You May Not Buy Cisco's Umi, But Thousands In Korea Will Have One (TCTV)

After a 15-minute private demo of Cisco’s Umi, the company’s latest video calling system, I was fairly impressed with the unit’s sharp 1080p HD resolution and the natural feel of the audio (which is apparently designed to elevate human voices and suppress background noise). Then again, that level of quality is no real surprise given Cisco’s history in telepresence technology and their popularity on the enterprise side.

However, the main problem with Cisco is not innovation, it’s getting outside of the boardroom and finding a real place in the consumer’s living room— and no where is that gap more apparent than in Umi’s sticker price. As CrunchGear reporter Devin Coldewey lamented, it’s a consumer-facing device priced for the office at $599 for the system and $24.99 a month.

After the presentation, TC TV got a chance to catch up with Marthin De Beer, Cisco’s SVP of the Emerging Technologies Group, and asked him to justify Umi’s price. See parts of our demo and the interview with De Beer above.
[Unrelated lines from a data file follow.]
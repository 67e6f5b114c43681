//! Sensor reading acceptance.
//!
//! A reading is accepted when it carries a weight, a heart-rate/SpO2 pair,
//! or both. Anything else is rejected before it reaches the broadcaster.

pub mod model;

use chrono::{DateTime, Utc};
use model::{ReadingInput, SensorReading};

use crate::error::{VitalError, VitalResult};

/// Validate a posted reading and stamp it with the current time.
pub fn accept_reading(input: ReadingInput) -> VitalResult<SensorReading> {
    accept_reading_at(input, Utc::now())
}

/// Validate a posted reading and stamp it with `at`.
///
/// Only complete groups survive: a heart rate without SpO2 (or the reverse)
/// is dropped, and if nothing is left the reading is rejected.
pub fn accept_reading_at(input: ReadingInput, at: DateTime<Utc>) -> VitalResult<SensorReading> {
    let heart_rate = input.heart_rate.filter(|v| v.is_finite());
    let spo2 = input.spo2.filter(|v| v.is_finite());
    let weight = input.weight.filter(|v| v.is_finite());

    let (heart_rate, spo2) = match (heart_rate, spo2) {
        (Some(hr), Some(o2)) => (Some(hr), Some(o2)),
        _ => (None, None),
    };

    if weight.is_none() && heart_rate.is_none() {
        return Err(VitalError::validation(
            "Invalid data. Please provide heart rate and SpO2, or weight.",
        ));
    }

    Ok(SensorReading::stamped(heart_rate, spo2, weight, at))
}

/// Human-readable acknowledgement for an accepted reading.
pub fn acknowledgement(reading: &SensorReading) -> &'static str {
    match (reading.has_pulse(), reading.weight.is_some()) {
        (true, true) => "Heart rate, SpO2 and weight received successfully.",
        (true, false) => "Heart rate and SpO2 received successfully.",
        _ => "Weight received successfully.",
    }
}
According to De Beer, Umi is like a fine “piece of chocolate,” insofar as it’s impossible to define it’s worth without a little taste. He’s relying on in-store Best Buy demos and Oprah Winfrey’s use of the technology on her show, to give the mainstream US consumer a “taste” of Umi. That will certainly sway some early adopters but it’s hard to imagine Umi as this year’s must-have stocking stuffer— not even the magic of “O” can do that. Although Cisco may have a long slog ahead in the US there is at least one place where tens of thousands of Umis will rule the land: South Korea.

Cisco is currently working with developers and Korea’s government to build New Songdo from the ground-up, a futuristic, 1,5000-acre green city, where Cisco will provide the digital infrastructure. That digital artillery will include everything from the city’s main network technologies to telepresence screens (aka Umis) in every household in New Songdo— turning the Umi, De Beer says, into something as standard as a dishwasher.

That’s certainly one way for Cisco to get inside the living room.